<<< wstecz .::.

Nie ma problemu dla Moniek


Sytuacja z nowym składem węgla w Mońkach, wygląda mniej więcej tak, jakby podkręcona przez kogoś mała grupka osób podniosła rwetes, żeby zabrać sąsiadowi kupionego niedawno małego fiata albo poszczuć na niego policję i wszelkie inne służby oraz inspekcje.
Z tego tylko powodu, że na YouTube są filmiki o gościu spod Katowic, który rozjeżdża podobnym fiacikiem sąsiadów i rowerzystów oraz przysłowiowe „zakonnice na pasach”...

Opowieści o „Śląsku w Mońkach” nie sprawdzają się na razie, mimo usilnych prób powielania ich wszelkimi sposobami - przez małą grupę zainteresowanych oraz lokalny Urząd Miejski

Rzecz w tym, że setki tysięcy ton węgla rocznie składowane były przy ulicy Szkolnej i sprzedawane przez Spółdzielnię Transportu Wiejskiego od kilkudziesięciu lat. Do tego dochodziły nawozy, cement i wapno. Wszystko to obsługiwał tabor kilkudziesięciu ciężarówek - często klamotów również ruskiej produkcji - które jadąc łomotały tak, jakby „czort babkę wiózł po bruku”.
To, że STW podupadło w ostatnich latach, pojawiła się liczna konkurencja i zmniejszyła intensywność składowania w/w materiałów i handlu nimi - nie zmienia faktu, że od dawna miejsce to przeznaczone jest w planie zagospodarowania miasta na dokładnie tego typu działalność.

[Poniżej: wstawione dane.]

//! # Error Handling Module
//!
//! This module defines every error the gateway can surface, using the `thiserror` crate,
//! and maps each one onto the HTTP envelope that clients of `/api/pokemons` receive.
//!
//! ## Error Taxonomy
//!
//! - `Validation` - bad input shape (page < 1, limit outside 1..=100). Rendered as 400
//!   together with the per-field messages.
//! - `UpstreamUnavailable` - network failure, timeout or non-2xx status from PokeAPI.
//!   Rendered as 503 and safe for clients to retry with backoff.
//! - `MalformedUpstreamResponse` / `MissingRequiredField` - PokeAPI broke its contract.
//!   Rendered as a generic 500, the details only go to the logs.
//! - `Configuration`, `Cache`, `Internal` - everything else, also a generic 500.
//!
//! Per-entry detail failures during list aggregation never reach this type as a
//! terminal error: the aggregator records them as skipped entries instead.

use axum::http::StatusCode;
use axum::response::{IntoResponse, Response};
use axum::Json;
use serde_json::json;
use std::collections::BTreeMap;
use thiserror::Error;

/// Main result type used throughout the gateway
pub type PokedexResult<T> = Result<T, PokedexError>;

/// Per-field validation messages, keyed by query parameter name
pub type FieldErrors = BTreeMap<String, Vec<String>>;

/// Message returned to clients when PokeAPI cannot be reached
pub const UPSTREAM_UNAVAILABLE_MESSAGE: &str =
    "External service temporarily unavailable. Please try again later.";

/// Message returned to clients for any internal failure
pub const INTERNAL_ERROR_MESSAGE: &str = "An internal error occurred. Please try again later.";

/// Message returned to clients when query validation fails
pub const VALIDATION_ERROR_MESSAGE: &str = "Invalid request parameters";

/// Error types for the Pokedex gateway
///
/// The `#[error("...")]` attribute from `thiserror` implements `Display`. Those
/// messages are meant for logs; the client-facing text comes from `client_message`.
#[derive(Debug, Error, Clone)]
pub enum PokedexError {
    /// Request parameters failed validation
    #[error("Request validation failed: {errors:?}")]
    Validation { errors: FieldErrors },

    /// PokeAPI is unreachable, timed out, or answered with a non-success status
    #[error("PokeAPI request failed{}: {message}", status.map(|s| format!(" with status {}", s)).unwrap_or_default())]
    UpstreamUnavailable { status: Option<u16>, message: String },

    /// PokeAPI answered, but the payload is missing keys we rely on
    #[error("Invalid response format from PokeAPI: {message}")]
    MalformedUpstreamResponse { message: String },

    /// A raw detail record lacks a field the output contract requires
    #[error("Required field '{field}' is missing from the Pokemon record")]
    MissingRequiredField { field: String },

    /// Invalid or unreadable configuration
    #[error("Configuration error: {message}")]
    Configuration { message: String },

    /// Cache backend failure that could not be absorbed
    #[error("Cache error: {message}")]
    Cache { message: String },

    /// Anything unexpected
    #[error("Internal server error: {message}")]
    Internal { message: String },
}

impl PokedexError {
    /// Create a configuration error with a custom message
    pub fn config<S: Into<String>>(message: S) -> Self {
        Self::Configuration {
            message: message.into(),
        }
    }

    /// Create an internal error with a custom message
    pub fn internal<S: Into<String>>(message: S) -> Self {
        Self::Internal {
            message: message.into(),
        }
    }

    /// Create an upstream-unavailable error
    pub fn upstream<S: Into<String>>(status: Option<u16>, message: S) -> Self {
        Self::UpstreamUnavailable {
            status,
            message: message.into(),
        }
    }

    /// Create a malformed-response error
    pub fn malformed<S: Into<String>>(message: S) -> Self {
        Self::MalformedUpstreamResponse {
            message: message.into(),
        }
    }

    /// Create a missing-field error
    pub fn missing_field<S: Into<String>>(field: S) -> Self {
        Self::MissingRequiredField {
            field: field.into(),
        }
    }

    /// Create a validation error for a single field
    pub fn validation<F: Into<String>, M: Into<String>>(field: F, message: M) -> Self {
        let mut errors = FieldErrors::new();
        errors.insert(field.into(), vec![message.into()]);
        Self::Validation { errors }
    }

    /// Get the appropriate HTTP status code for this error
    pub fn status_code(&self) -> StatusCode {
        match self {
            Self::Validation { .. } => StatusCode::BAD_REQUEST,
            Self::UpstreamUnavailable { .. } => StatusCode::SERVICE_UNAVAILABLE,
            Self::MalformedUpstreamResponse { .. }
            | Self::MissingRequiredField { .. }
            | Self::Configuration { .. }
            | Self::Cache { .. }
            | Self::Internal { .. } => StatusCode::INTERNAL_SERVER_ERROR,
        }
    }

    /// Check if a client may retry the request that produced this error
    pub fn is_retryable(&self) -> bool {
        matches!(self, Self::UpstreamUnavailable { .. })
    }

    /// Get a string representation of the error type for logs
    pub fn error_type(&self) -> &'static str {
        match self {
            Self::Validation { .. } => "validation_error",
            Self::UpstreamUnavailable { .. } => "upstream_unavailable",
            Self::MalformedUpstreamResponse { .. } => "malformed_upstream_response",
            Self::MissingRequiredField { .. } => "missing_required_field",
            Self::Configuration { .. } => "configuration_error",
            Self::Cache { .. } => "cache_error",
            Self::Internal { .. } => "internal_error",
        }
    }

    /// The message shown to API clients. Internal details never leak here.
    pub fn client_message(&self) -> &'static str {
        match self {
            Self::Validation { .. } => VALIDATION_ERROR_MESSAGE,
            Self::UpstreamUnavailable { .. } => UPSTREAM_UNAVAILABLE_MESSAGE,
            _ => INTERNAL_ERROR_MESSAGE,
        }
    }
}

impl From<std::io::Error> for PokedexError {
    fn from(err: std::io::Error) -> Self {
        Self::Internal {
            message: err.to_string(),
        }
    }
}

impl From<serde_yaml::Error> for PokedexError {
    fn from(err: serde_yaml::Error) -> Self {
        Self::Configuration {
            message: err.to_string(),
        }
    }
}

/// Transport-level failures from reqwest all count as the upstream being unavailable
impl From<reqwest::Error> for PokedexError {
    fn from(err: reqwest::Error) -> Self {
        let status = err.status().map(|s| s.as_u16());
        let message = if err.is_timeout() {
            format!("timeout: {}", err)
        } else if err.is_connect() {
            format!("connection failed: {}", err)
        } else {
            err.to_string()
        };
        Self::UpstreamUnavailable { status, message }
    }
}

/// Render errors as the `{ success: false, message, errors? }` envelope
impl IntoResponse for PokedexError {
    fn into_response(self) -> Response {
        let status = self.status_code();

        let body = match &self {
            Self::Validation { errors } => json!({
                "success": false,
                "message": self.client_message(),
                "errors": errors,
            }),
            _ => json!({
                "success": false,
                "message": self.client_message(),
            }),
        };

        (status, Json(body)).into_response()
    }
}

Burmistrz nie jest żadnym gospodarzem tego, ani innego prywatnego terenu na terenie miasta. Jego uprawnienia i obowiązki określa precyzyjnie ustawa o samorządzie gminnym.
Zgodnie z obowiązującym prawem, ani właściciel placu ani jego najemca - nie muszą się nikomu meldować zanim przed rozpoczęciem działalności, ani tłumaczyć z tego - co mają zamiar robić.
Nie muszą niczego uzgadniać ani z panem Karwowskim, ani radnymi - gminnymi czy powiatowymi. Powinni działać zgodnie z prawem i w jego ramach - co dokładnie w opisanym przypadku czynią, płacąc wielusettysięczne podatki do gminnej kasy. Rolą samorządu jest pomoc przedsiębiorcom i ułatwianie im pracy...
Życzenie pana sekretarza Jabłońskiego, żeby „tak samo jak się tu cicho wprowadzili, tak samo cicho się stąd wynieśli” - nie jest ani poważne, ani na poziomie samorządowego urzędnika i radnego powiatu.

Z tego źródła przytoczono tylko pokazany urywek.